# Task to complete
Keep only those lines of the records that include the string "AbstractDomain".

Segment Open

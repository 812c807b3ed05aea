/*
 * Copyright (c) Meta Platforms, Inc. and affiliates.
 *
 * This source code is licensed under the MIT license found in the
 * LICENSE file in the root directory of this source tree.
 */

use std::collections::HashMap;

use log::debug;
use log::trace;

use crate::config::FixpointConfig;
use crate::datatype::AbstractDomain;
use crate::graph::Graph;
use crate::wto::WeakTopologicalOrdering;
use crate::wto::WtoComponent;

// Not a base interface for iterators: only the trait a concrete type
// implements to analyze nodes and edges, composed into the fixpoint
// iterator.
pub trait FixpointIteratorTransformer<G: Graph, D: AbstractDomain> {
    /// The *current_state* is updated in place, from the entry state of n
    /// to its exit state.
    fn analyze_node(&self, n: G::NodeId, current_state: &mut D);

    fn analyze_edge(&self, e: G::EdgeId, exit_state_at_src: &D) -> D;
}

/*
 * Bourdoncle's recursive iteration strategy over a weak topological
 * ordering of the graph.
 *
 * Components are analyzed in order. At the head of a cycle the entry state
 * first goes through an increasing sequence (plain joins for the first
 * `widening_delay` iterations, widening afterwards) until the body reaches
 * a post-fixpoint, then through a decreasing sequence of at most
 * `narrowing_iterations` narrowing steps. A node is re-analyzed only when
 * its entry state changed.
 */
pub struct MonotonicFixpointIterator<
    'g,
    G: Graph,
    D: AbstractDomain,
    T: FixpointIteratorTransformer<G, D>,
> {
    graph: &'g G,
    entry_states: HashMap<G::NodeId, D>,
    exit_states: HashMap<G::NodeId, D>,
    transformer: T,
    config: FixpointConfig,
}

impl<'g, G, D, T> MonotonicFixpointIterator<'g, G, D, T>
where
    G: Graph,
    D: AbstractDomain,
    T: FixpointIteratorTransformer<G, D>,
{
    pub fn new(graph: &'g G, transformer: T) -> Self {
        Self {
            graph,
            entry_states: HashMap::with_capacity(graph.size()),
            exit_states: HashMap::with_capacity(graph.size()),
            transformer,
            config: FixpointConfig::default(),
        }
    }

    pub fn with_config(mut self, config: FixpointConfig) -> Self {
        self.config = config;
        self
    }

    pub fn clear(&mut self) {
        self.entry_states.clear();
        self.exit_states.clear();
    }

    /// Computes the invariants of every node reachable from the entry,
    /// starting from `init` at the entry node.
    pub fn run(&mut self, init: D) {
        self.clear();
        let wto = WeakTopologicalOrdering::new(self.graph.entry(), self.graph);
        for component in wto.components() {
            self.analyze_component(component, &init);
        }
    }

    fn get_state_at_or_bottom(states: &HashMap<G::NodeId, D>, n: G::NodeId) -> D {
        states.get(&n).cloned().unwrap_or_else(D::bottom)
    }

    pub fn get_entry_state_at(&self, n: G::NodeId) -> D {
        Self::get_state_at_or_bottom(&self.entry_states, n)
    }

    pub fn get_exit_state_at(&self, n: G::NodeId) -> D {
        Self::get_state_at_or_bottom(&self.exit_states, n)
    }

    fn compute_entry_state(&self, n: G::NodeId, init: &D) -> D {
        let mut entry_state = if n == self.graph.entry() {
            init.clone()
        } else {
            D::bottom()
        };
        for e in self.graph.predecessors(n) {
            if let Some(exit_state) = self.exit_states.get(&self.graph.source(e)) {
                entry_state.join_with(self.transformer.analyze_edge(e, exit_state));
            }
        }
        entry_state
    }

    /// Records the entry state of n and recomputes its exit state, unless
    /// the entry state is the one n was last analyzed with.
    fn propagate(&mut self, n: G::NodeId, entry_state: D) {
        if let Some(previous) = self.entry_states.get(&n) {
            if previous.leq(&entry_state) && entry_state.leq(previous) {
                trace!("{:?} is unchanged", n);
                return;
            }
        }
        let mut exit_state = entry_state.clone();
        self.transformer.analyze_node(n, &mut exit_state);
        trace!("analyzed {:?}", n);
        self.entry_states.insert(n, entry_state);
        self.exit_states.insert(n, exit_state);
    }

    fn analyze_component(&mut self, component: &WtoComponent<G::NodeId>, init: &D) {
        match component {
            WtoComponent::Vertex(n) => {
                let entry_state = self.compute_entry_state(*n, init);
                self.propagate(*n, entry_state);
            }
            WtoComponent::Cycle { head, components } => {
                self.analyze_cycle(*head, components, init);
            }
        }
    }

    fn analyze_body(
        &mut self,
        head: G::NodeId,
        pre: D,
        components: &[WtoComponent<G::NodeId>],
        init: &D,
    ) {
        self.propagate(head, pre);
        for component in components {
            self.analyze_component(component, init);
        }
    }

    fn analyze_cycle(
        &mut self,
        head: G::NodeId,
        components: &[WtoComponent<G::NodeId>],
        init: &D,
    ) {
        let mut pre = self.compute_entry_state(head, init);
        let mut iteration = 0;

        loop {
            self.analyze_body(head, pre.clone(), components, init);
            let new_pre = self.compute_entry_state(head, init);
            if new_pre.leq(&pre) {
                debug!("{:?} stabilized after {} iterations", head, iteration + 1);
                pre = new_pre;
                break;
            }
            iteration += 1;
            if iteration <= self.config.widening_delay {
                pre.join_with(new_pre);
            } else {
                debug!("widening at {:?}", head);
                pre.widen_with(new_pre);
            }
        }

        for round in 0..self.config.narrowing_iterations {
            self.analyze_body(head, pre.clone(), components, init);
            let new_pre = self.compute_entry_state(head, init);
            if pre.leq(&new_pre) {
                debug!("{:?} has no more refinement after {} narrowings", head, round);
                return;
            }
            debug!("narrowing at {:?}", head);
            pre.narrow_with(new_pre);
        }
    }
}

Segment Closed

# Reply to the exercise
use crate::datatype::AbstractDomain;
pub trait FixpointIteratorTransformer<G: Graph, D: AbstractDomain> {
    D: AbstractDomain,
    D: AbstractDomain,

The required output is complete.